The average age of older adult patients taking chronic prescription opioids for non-cancer pain was 75 ± 7.4 years. The median total daily MMEs prescribed in adults aged 65 to 69 was 17 MMEs, which was higher than the median total daily MMEs of 10 MMEs in adults aged 90 and older. In patients with a known fall status, there were higher rates of co-morbid conditions in patients who had a fall as compared to patients who did not experience a fall. The rates of acute pain, COPD, CVD, sleep apnea, cancer, and psychiatric conditions were higher in patients who experienced a fall, as compared to patients who did not experience a fall (Table 1). The rate of concurrent benzodiazepine use with opioids was higher in patients who experienced a fall compared to patients who did not fall (21.3% vs. 16.9%).
No trend in the fall rate was found as MMEs increased. Additionally, no patterns were found between total daily MMEs, fall rate, and patient age. However, the overall fall rate increased with patient age. The average fall rate for adults aged 90 to 94 was higher than that of adults aged 70 to 74 (50% vs. 31%, p = 0.006).
Overall, the average daily prescribed MMEs was a satisfactory predictor of fall status in this sample population (AUC = 0.63). Individuals taking more than 37 MMEs or more had a 47% higher risk of falling compared to patients taking less than 37 MMEs (p = 0.07, 95% CI 0.95–2.27). Of the 472 patients prescribed less than 37 MMEs, 315 patients (66.7%) did not fall within the year prior, while 157 patients (33.3%) had a fall. Of the 118 patients prescribed more than 37 MMEs, 68 patients (57.6%) did not fall, while 50 patients (42.4%) had a fall. Further analysis using an ROC curve suggests that 37 MMEs as a threshold is only a weak predictor of falls (AUC = 0.54, Figure 1).
Receiver operating characteristic (ROC) curve for MMEs threshold of 36.5.
A logistic regression model was fitted to predict the fall status based on the total daily MMEs, sex, age, concurrent benzodiazepine use, and co-morbid COPD, CVD, sleep apnea, cancer, and psychiatric indicators. Exploratory analysis on covariates using the logistic regression model suggests that gender, age, COPD, sleep apnea, cancer, and psychiatric conditions may be used as indicators for increased risk of falls in older adults taking chronic opioids (p < 0.05, Table 2).
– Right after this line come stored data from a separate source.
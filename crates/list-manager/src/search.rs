//! Client-side Search
//!
//! Case-insensitive substring matching over a record's search fields.

use crate::record::Record;

/// True when `term` is empty or appears in at least one search field.
pub fn matches<R: Record>(record: &R, term: &str) -> bool {
    if term.is_empty() {
        return true;
    }
    let needle = term.to_lowercase();
    record
        .search_fields()
        .iter()
        .any(|field| field.to_lowercase().contains(&needle))
}

/// Indices of matching items, in their original order.
pub fn filter<R: Record>(items: &[R], term: &str) -> Vec<usize> {
    if term.is_empty() {
        return (0..items.len()).collect();
    }
    items
        .iter()
        .enumerate()
        .filter(|(_, item)| matches(*item, term))
        .map(|(idx, _)| idx)
        .collect()
}

#[cfg(test)]
mod tests {
    use super::*;

    #[derive(Clone)]
    struct Row {
        id: u32,
        question: String,
        user: Option<String>,
    }

    impl Record for Row {
        type Id = u32;

        fn id(&self) -> u32 {
            self.id
        }

        fn search_fields(&self) -> Vec<&str> {
            let mut fields = vec![self.question.as_str()];
            if let Some(user) = &self.user {
                fields.push(user);
            }
            fields
        }
    }

    fn row(id: u32, question: &str, user: Option<&str>) -> Row {
        Row { id, question: question.to_string(), user: user.map(str::to_string) }
    }

    #[test]
    fn test_case_insensitive_match() {
        let r = row(1, "How was your Day?", None);
        assert!(matches(&r, "DAY"));
        assert!(matches(&r, "your d"));
        assert!(!matches(&r, "week"));
    }

    #[test]
    fn test_matches_nested_optional_field() {
        let r = row(1, "Dinner together", Some("Priya"));
        assert!(matches(&r, "pri"));
        let r = row(2, "Dinner together", None);
        assert!(!matches(&r, "pri"));
    }

    #[test]
    fn test_filter_preserves_order() {
        let items = vec![
            row(1, "talk", None),
            row(2, "walk", None),
            row(3, "cook", None),
            row(4, "TALK again", None),
        ];
        let hits: Vec<u32> = filter(&items, "alk").into_iter().map(|i| items[i].id).collect();
        assert_eq!(hits, vec![1, 2, 4]);
    }

    #[test]
    fn test_filter_is_idempotent() {
        let items = vec![row(1, "alpha", None), row(2, "beta", None)];
        assert_eq!(filter(&items, "a"), filter(&items, "a"));
        assert_eq!(filter(&items, ""), vec![0, 1]);
    }
}
//! User & Profile Endpoints
//!
//! Partners (app users) are listed, edited through the shared profile
//! update endpoint and deleted by user id. The signed-in admin's own
//! profile uses the same update endpoint.

use async_trait::async_trait;
use list_manager::{
    humanize, Ack, ConfirmPrompt, FieldValue, FormFields, ListError, ListResult, ListSource, ModalMode,
};
use serde_json::json;

use super::envelope::{decode_ack, decode_list, decode_object};
use super::{require_user, ApiClient};
use crate::models::{Partner, Profile};

pub const PARTNER_ROLES: &[(&str, &str)] = &[("husband", "Husband"), ("wife", "Wife")];

pub async fn fetch_partners(api: &ApiClient) -> ListResult<Vec<Partner>> {
    let body = api.get("/partner-list", &[]).await?;
    decode_list(&body, "data")
}

/// Both password fields must agree; blank means "keep the current one"
fn check_passwords(fields: &FormFields) -> ListResult<()> {
    if fields.text("password") != fields.text("password_confirm") {
        return Err(ListError::Validation("Passwords do not match!".to_string()));
    }
    Ok(())
}

fn check_required(fields: &FormFields, required: &[&str]) -> ListResult<()> {
    match fields.first_blank(required) {
        Some(name) => Err(ListError::Validation(format!("{} cannot be empty", humanize(name)))),
        None => Ok(()),
    }
}

/// Staged fields minus blank optional secrets and an unselected photo
fn profile_payload(fields: &FormFields, user_id: u64) -> FormFields {
    let mut payload = FormFields::new();
    for (name, value) in fields.iter() {
        let optional = matches!(name, "password" | "password_confirm" | "upload_photo");
        if optional && value.is_blank() {
            continue;
        }
        payload.set(name, value.clone());
    }
    payload.set_text("user_id", user_id.to_string());
    payload
}

// ========================
// Partners
// ========================

pub struct Partners {
    api: ApiClient,
}

impl Partners {
    pub fn new(api: ApiClient) -> Self {
        Self { api }
    }
}

#[async_trait(?Send)]
impl ListSource<Partner> for Partners {
    fn noun(&self) -> &'static str {
        "user"
    }

    async fn fetch(&self) -> ListResult<Vec<Partner>> {
        fetch_partners(&self.api).await
    }

    async fn update(&self, target: &Partner, fields: &FormFields) -> ListResult<Ack> {
        let payload = profile_payload(fields, target.id);
        decode_ack(&self.api.post_form("/profile-update", &payload).await?)
    }

    async fn delete(&self, target: &Partner) -> ListResult<Ack> {
        decode_ack(&self.api.post_json("/user-delete", &json!({ "user_id": target.id })).await?)
    }

    fn edit_form(&self, record: &Partner) -> FormFields {
        FormFields::new()
            .with("my_name", record.first_name.clone())
            .with("my_partner_name", record.my_partner_name.clone())
            .with("mobile", record.mobile.clone())
            .with("email", record.email.clone())
            .with("my_partner_mobile", record.my_partner_mobile.clone())
            .with("my_partner_email", record.my_partner_email.clone())
            .with("partner", record.partner.to_lowercase())
            .with("password", "")
            .with("password_confirm", "")
    }

    fn required_fields(&self) -> &'static [&'static str] {
        &["my_name", "email"]
    }

    fn validate(&self, fields: &FormFields, _mode: ModalMode) -> ListResult<()> {
        check_required(fields, self.required_fields())?;
        check_passwords(fields)
    }

    fn refetch_after_delete(&self) -> bool {
        true
    }

    fn delete_prompt(&self, _record: &Partner) -> ConfirmPrompt {
        ConfirmPrompt::new("Are you sure?", "You will not be able to recover this user!")
    }
}

// ========================
// Own Profile
// ========================

pub async fn fetch_profile(api: &ApiClient, user_id: Option<u64>) -> ListResult<Profile> {
    let user_id = require_user(user_id)?;
    let body = api.post_json("/profile-list", &json!({ "user_id": user_id })).await?;
    decode_object(&body, Some("data"))
}

pub fn profile_form(profile: &Profile) -> FormFields {
    FormFields::new()
        .with("first_name", profile.first_name.clone())
        .with("my_partner_name", profile.my_partner_name.clone())
        .with("mobile", profile.mobile.clone())
        .with("my_partner_mobile", profile.my_partner_mobile.clone())
        .with("email", profile.email.clone())
        .with("address", profile.address.clone())
        .with("password", "")
}

/// Saved profile image path echoed by the server, if any
#[derive(Debug, Clone, Default, PartialEq)]
pub struct ProfileSaved {
    pub ack: Ack,
    pub image: Option<String>,
}

pub async fn update_profile(api: &ApiClient, user_id: Option<u64>, fields: &FormFields) -> ListResult<ProfileSaved> {
    let user_id = require_user(user_id)?;
    check_required(fields, &["first_name", "email"])?;
    let payload = profile_payload(fields, user_id);
    let body = api.post_form("/profile-update", &payload).await?;
    let ack = decode_ack(&body)?;
    let image = decode_object::<Profile>(&body, Some("data")).ok().and_then(|p| p.image);
    Ok(ProfileSaved { ack, image })
}

/// Replace the staged photo, keeping the rest of the form
pub fn with_photo(mut fields: FormFields, photo: Option<FieldValue>) -> FormFields {
    match photo {
        Some(photo) => fields.set("upload_photo", photo),
        None => {
            fields.remove("upload_photo");
        }
    }
    fields
}

#[cfg(test)]
mod tests {
    use super::*;
    use list_manager::Attachment;

    #[test]
    fn test_password_mismatch_is_rejected() {
        let fields = FormFields::new()
            .with("my_name", "Sam")
            .with("email", "s@x.io")
            .with("password", "one")
            .with("password_confirm", "two");
        let source = Partners::new(ApiClient::new("https://api.test", None));
        assert_eq!(
            source.validate(&fields, ModalMode::Edit),
            Err(ListError::Validation("Passwords do not match!".to_string()))
        );
    }

    #[test]
    fn test_required_partner_fields() {
        let source = Partners::new(ApiClient::new("https://api.test", None));
        let fields = source.edit_form(&Partner { id: 1, email: "a@b.c".into(), ..Default::default() });
        assert_eq!(
            source.validate(&fields, ModalMode::Edit),
            Err(ListError::Validation("My name cannot be empty".to_string()))
        );
    }

    #[test]
    fn test_payload_drops_blank_password_and_photo() {
        let fields = FormFields::new()
            .with("first_name", "Asha")
            .with("password", "")
            .with("password_confirm", "");
        let payload = profile_payload(&fields, 42);
        assert_eq!(payload.text("user_id"), "42");
        assert_eq!(payload.text("first_name"), "Asha");
        assert!(payload.get("password").is_none());
        assert!(payload.get("upload_photo").is_none());
    }

    #[test]
    fn test_payload_keeps_selected_photo() {
        let photo = Attachment {
            file_name: "me.png".into(),
            mime_type: "image/png".into(),
            bytes: vec![1, 2, 3],
        };
        let fields = with_photo(FormFields::new().with("password", "secret"), Some(FieldValue::File(photo.clone())));
        let payload = profile_payload(&fields, 1);
        assert_eq!(payload.file("upload_photo"), Some(&photo));
        assert_eq!(payload.text("password"), "secret");
    }

    #[test]
    fn test_profile_form_prefill() {
        let profile = Profile { first_name: "Asha".into(), address: "Pune".into(), ..Default::default() };
        let fields = profile_form(&profile);
        assert_eq!(fields.text("first_name"), "Asha");
        assert_eq!(fields.text("address"), "Pune");
        assert!(fields.is_blank("password"));
    }
}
Based on calculations, concurrent benzodiazepine use did not indicate an increased risk in falls in this sample population (p = 0.69). Acute pain and CVD were also weak indicators of falls (p > 0.05).

4. Discussion

Older adults in this study were prescribed chronic opioids for noncancer pain, despite CDC and Beer’s criteria recommendations to avoid this class of medications in this age group [1,14]. In a U.S. study between 2008 and 2018, opioid prescription fill rates were disproportionately higher in males and females at least 65 years old and females of all ages between 2008 and 2018 [15,18]. Of the patients with a known fall status in the study, 35% of patients experienced a fall while being prescribed chronic opioids. This is greater than the estimated 25% of older adults that experience a fall each year in the United States [19]. Therefore, interventions are needed to improve the appropriate prescribing and use of opioid medications [20].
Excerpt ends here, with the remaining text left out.